RTP–hSPT5 interactions can reverse guanylylation stimulation. (A) Purified RGT fragment (3.5 pmoles) was incubated with [α-³²P]GTP in the presence of 0, 7, 14, and 28 pmoles of hSPT5 and assayed as in Fig. 2B. (B) HCE (3.5 pmoles, lanes 1–5) was assayed for guanylyltransferase activity in the presence of hSPT5 (7 pmoles, lanes 2–5) and 7, 14, or 28 pmoles of MCE–RTP fragment (lanes 3–5).
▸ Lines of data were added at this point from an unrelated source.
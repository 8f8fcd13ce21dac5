//! Thread-safe diagnostic accumulator.

use crate::code::DiagnosticCode;
use crate::diagnostic::Diagnostic;
use std::sync::atomic::{AtomicUsize, Ordering};
use std::sync::Mutex;

/// Collects diagnostics emitted during binding.
///
/// The sink is shared by reference through every binding call. It can be
/// shared between threads binding independent scopes; diagnostics keep the
/// order in which [`emit`](Self::emit) calls acquired the lock.
pub struct DiagnosticSink {
    diagnostics: Mutex<Vec<Diagnostic>>,
    error_count: AtomicUsize,
}

impl DiagnosticSink {
    /// Creates an empty sink.
    pub fn new() -> Self {
        Self {
            diagnostics: Mutex::new(Vec::new()),
            error_count: AtomicUsize::new(0),
        }
    }

    /// Records a diagnostic.
    pub fn emit(&self, diag: Diagnostic) {
        if diag.is_error() {
            self.error_count.fetch_add(1, Ordering::Relaxed);
        }
        let mut diagnostics = self.diagnostics.lock().unwrap();
        diagnostics.push(diag);
    }

    /// Returns `true` if any error has been emitted.
    pub fn has_errors(&self) -> bool {
        self.error_count() > 0
    }

    /// Number of errors emitted so far. Not reset by [`take_all`](Self::take_all).
    pub fn error_count(&self) -> usize {
        self.error_count.load(Ordering::Relaxed)
    }

    /// Number of diagnostics currently held.
    pub fn len(&self) -> usize {
        self.diagnostics.lock().unwrap().len()
    }

    /// Returns `true` if the sink currently holds no diagnostics.
    pub fn is_empty(&self) -> bool {
        self.len() == 0
    }

    /// Drains all held diagnostics.
    pub fn take_all(&self) -> Vec<Diagnostic> {
        let mut diagnostics = self.diagnostics.lock().unwrap();
        std::mem::take(&mut *diagnostics)
    }

    /// Returns a copy of all held diagnostics.
    pub fn diagnostics(&self) -> Vec<Diagnostic> {
        self.diagnostics.lock().unwrap().clone()
    }

    /// Returns the codes of all held diagnostics in emission order.
    pub fn codes(&self) -> Vec<DiagnosticCode> {
        self.diagnostics
            .lock()
            .unwrap()
            .iter()
            .map(|d| d.code)
            .collect()
    }
}

impl Default for DiagnosticSink {
    fn default() -> Self {
        Self::new()
    }
}

#[cfg(test)]
mod tests {
    use super::*;
    use crate::code::Category;
    use strobe_source::Span;

    fn error() -> Diagnostic {
        Diagnostic::error(DiagnosticCode::new(Category::Error, 301), "e", Span::DUMMY)
    }

    fn warning() -> Diagnostic {
        Diagnostic::warning(DiagnosticCode::new(Category::Warning, 300), "w", Span::DUMMY)
    }

    #[test]
    fn new_sink_is_empty() {
        let sink = DiagnosticSink::new();
        assert!(sink.is_empty());
        assert!(!sink.has_errors());
    }

    #[test]
    fn warnings_do_not_count_as_errors() {
        let sink = DiagnosticSink::new();
        sink.emit(warning());
        assert_eq!(sink.len(), 1);
        assert_eq!(sink.error_count(), 0);
        sink.emit(error());
        assert_eq!(sink.error_count(), 1);
    }

    #[test]
    fn codes_in_emission_order() {
        let sink = DiagnosticSink::new();
        sink.emit(error());
        sink.emit(warning());
        let codes: Vec<String> = sink.codes().iter().map(|c| c.to_string()).collect();
        assert_eq!(codes, ["E301", "W300"]);
    }

    #[test]
    fn take_all_drains_but_keeps_error_count() {
        let sink = DiagnosticSink::new();
        sink.emit(error());
        assert_eq!(sink.take_all().len(), 1);
        assert!(sink.is_empty());
        assert_eq!(sink.error_count(), 1);
    }

    #[test]
    fn concurrent_emitters() {
        use std::sync::Arc;
        use std::thread;

        let sink = Arc::new(DiagnosticSink::new());
        let handles: Vec<_> = (0..8)
            .map(|_| {
                let sink = Arc::clone(&sink);
                thread::spawn(move || {
                    for _ in 0..50 {
                        sink.emit(error());
                    }
                })
            })
            .collect();
        for h in handles {
            h.join().unwrap();
        }
        assert_eq!(sink.error_count(), 400);
        assert_eq!(sink.len(), 400);
    }
}
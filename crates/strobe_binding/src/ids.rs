//! Opaque arena ids for bound entities.
//!
//! Each id is a `Copy` `u32` newtype handed out by
//! [`Arena::alloc`](crate::arena::Arena::alloc).

use crate::arena::ArenaId;
use serde::{Deserialize, Serialize};

macro_rules! define_id {
    ($(#[$meta:meta])* $name:ident) => {
        $(#[$meta])*
        #[derive(Clone, Copy, PartialEq, Eq, Hash, Debug, Serialize, Deserialize)]
        pub struct $name(u32);

        impl $name {
            /// Creates an id from a raw index.
            pub fn from_raw(index: u32) -> Self {
                Self(index)
            }

            /// Returns the raw index.
            pub fn as_raw(self) -> u32 {
                self.0
            }
        }

        impl ArenaId for $name {
            fn from_raw(index: u32) -> Self {
                Self(index)
            }

            fn as_raw(self) -> u32 {
                self.0
            }
        }
    };
}

define_id!(
    /// Id of a bound [`Expression`](crate::expr::Expression).
    ExprId
);

define_id!(
    /// Id of a bound [`TimingNode`](crate::timing::TimingNode).
    TimingId
);

define_id!(
    /// Id of an interned type in the [`TypeDb`](crate::types::TypeDb).
    TypeId
);

define_id!(
    /// Id of a [`Scope`](crate::scope::Scope).
    ScopeId
);
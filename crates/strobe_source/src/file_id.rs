//! Opaque identifier for a source buffer owned by the host compiler.

use serde::{Deserialize, Serialize};

/// Identifies the source buffer a [`Span`](crate::Span) points into.
#[derive(Clone, Copy, PartialEq, Eq, Hash, Debug, Serialize, Deserialize)]
pub struct FileId(u32);

impl FileId {
    /// File id used for synthesized nodes that have no real source location.
    pub const DUMMY: FileId = FileId(u32::MAX);

    /// Creates a `FileId` from a raw value.
    pub fn from_raw(raw: u32) -> Self {
        Self(raw)
    }

    /// Returns the raw value.
    pub fn as_raw(self) -> u32 {
        self.0
    }
}
//! Compile-time evaluation of bound expressions.
//!
//! Folds literals, parameter references and operators over them. Anything
//! that depends on a variable, a clocking block or an invalid expression is
//! not constant. Division or remainder by zero is treated as not constant
//! rather than as an error.

use crate::compilation::Compilation;
use crate::expr::ExprKind;
use crate::ids::ExprId;
use serde::{Deserialize, Serialize};
use strobe_syntax::{BinaryOp, UnaryOp};

/// The value of a constant expression.
#[derive(Debug, Clone, PartialEq, Serialize, Deserialize)]
pub enum ConstValue {
    /// An integer value.
    Int(i64),
    /// A real value.
    Real(f64),
    /// A string value.
    String(String),
}

impl ConstValue {
    /// Truthiness as used by the logical operators.
    pub fn is_true(&self) -> Option<bool> {
        match self {
            ConstValue::Int(n) => Some(*n != 0),
            ConstValue::Real(f) => Some(*f != 0.0),
            ConstValue::String(_) => None,
        }
    }

    fn as_real(&self) -> Option<f64> {
        match self {
            ConstValue::Int(n) => Some(*n as f64),
            ConstValue::Real(f) => Some(*f),
            ConstValue::String(_) => None,
        }
    }
}

/// Evaluates `id` if it is a compile-time constant.
pub fn try_eval(comp: &Compilation<'_>, id: ExprId) -> Option<ConstValue> {
    match &comp.expr(id).kind {
        ExprKind::Literal(value) => Some(value.clone()),
        ExprKind::Parameter { value, .. } => Some(value.clone()),
        ExprKind::Variable(_) | ExprKind::ClockingBlock(_) | ExprKind::Invalid { .. } => None,
        ExprKind::Unary { op, operand } => eval_unary(*op, try_eval(comp, *operand)?),
        ExprKind::Binary { op, left, right } => {
            let lhs = try_eval(comp, *left)?;
            let rhs = try_eval(comp, *right)?;
            eval_binary(*op, lhs, rhs)
        }
    }
}

fn bool_value(b: bool) -> ConstValue {
    ConstValue::Int(b as i64)
}

fn eval_unary(op: UnaryOp, value: ConstValue) -> Option<ConstValue> {
    match (op, value) {
        (UnaryOp::Plus, v @ (ConstValue::Int(_) | ConstValue::Real(_))) => Some(v),
        (UnaryOp::Minus, ConstValue::Int(n)) => Some(ConstValue::Int(n.wrapping_neg())),
        (UnaryOp::Minus, ConstValue::Real(f)) => Some(ConstValue::Real(-f)),
        (UnaryOp::BitNot, ConstValue::Int(n)) => Some(ConstValue::Int(!n)),
        (UnaryOp::LogNot, v) => Some(bool_value(!v.is_true()?)),
        _ => None,
    }
}

fn eval_binary(op: BinaryOp, lhs: ConstValue, rhs: ConstValue) -> Option<ConstValue> {
    match op {
        BinaryOp::LogAnd => return Some(bool_value(lhs.is_true()? && rhs.is_true()?)),
        BinaryOp::LogOr => return Some(bool_value(lhs.is_true()? || rhs.is_true()?)),
        _ => {}
    }

    if let (ConstValue::String(a), ConstValue::String(b)) = (&lhs, &rhs) {
        return match op {
            BinaryOp::Eq => Some(bool_value(a == b)),
            BinaryOp::Neq => Some(bool_value(a != b)),
            _ => None,
        };
    }

    if let (ConstValue::Int(a), ConstValue::Int(b)) = (&lhs, &rhs) {
        let (a, b) = (*a, *b);
        let value = match op {
            BinaryOp::Add => a.wrapping_add(b),
            BinaryOp::Sub => a.wrapping_sub(b),
            BinaryOp::Mul => a.wrapping_mul(b),
            BinaryOp::Div => a.checked_div(b)?,
            BinaryOp::Mod => a.checked_rem(b)?,
            BinaryOp::BitAnd => a & b,
            BinaryOp::BitOr => a | b,
            BinaryOp::BitXor => a ^ b,
            BinaryOp::Eq => (a == b) as i64,
            BinaryOp::Neq => (a != b) as i64,
            BinaryOp::Lt => (a < b) as i64,
            BinaryOp::Le => (a <= b) as i64,
            BinaryOp::Gt => (a > b) as i64,
            BinaryOp::Ge => (a >= b) as i64,
            BinaryOp::LogAnd => (a != 0 && b != 0) as i64,
            BinaryOp::LogOr => (a != 0 || b != 0) as i64,
        };
        return Some(ConstValue::Int(value));
    }

    let (a, b) = (lhs.as_real()?, rhs.as_real()?);
    match op {
        BinaryOp::Add => Some(ConstValue::Real(a + b)),
        BinaryOp::Sub => Some(ConstValue::Real(a - b)),
        BinaryOp::Mul => Some(ConstValue::Real(a * b)),
        BinaryOp::Div if b != 0.0 => Some(ConstValue::Real(a / b)),
        BinaryOp::Eq => Some(bool_value(a == b)),
        BinaryOp::Neq => Some(bool_value(a != b)),
        BinaryOp::Lt => Some(bool_value(a < b)),
        BinaryOp::Le => Some(bool_value(a <= b)),
        BinaryOp::Gt => Some(bool_value(a > b)),
        BinaryOp::Ge => Some(bool_value(a >= b)),
        _ => None,
    }
}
Guanylylation of ³²P-labeled HCE was quantitated by PhosphorImager after SDS-PAGE.

Figure 4

Stimulation of capping reaction by P-CTD is not enhanced by hSPT5. (A) CTD was phosphorylated by incubation with TFIIH, and the effect of 0, 7, 14, or 28 pmoles on HCE guanylylation was assayed as in Fig. 2B. (B) TFIIH-phosphorylated CTD was incubated with HCE (3.5 pmoles), [α-³²P]GTP and runoff transcripts and assayed for RNA capping as in Fig. 2C. (C) hSPT5, P-CTD or both proteins (0, 7, 14, 28, 56 pmoles) was incubated with 3.5 pmoles of HCE and [α-³²P]GTP and assayed for guanylylation as in Fig. 2.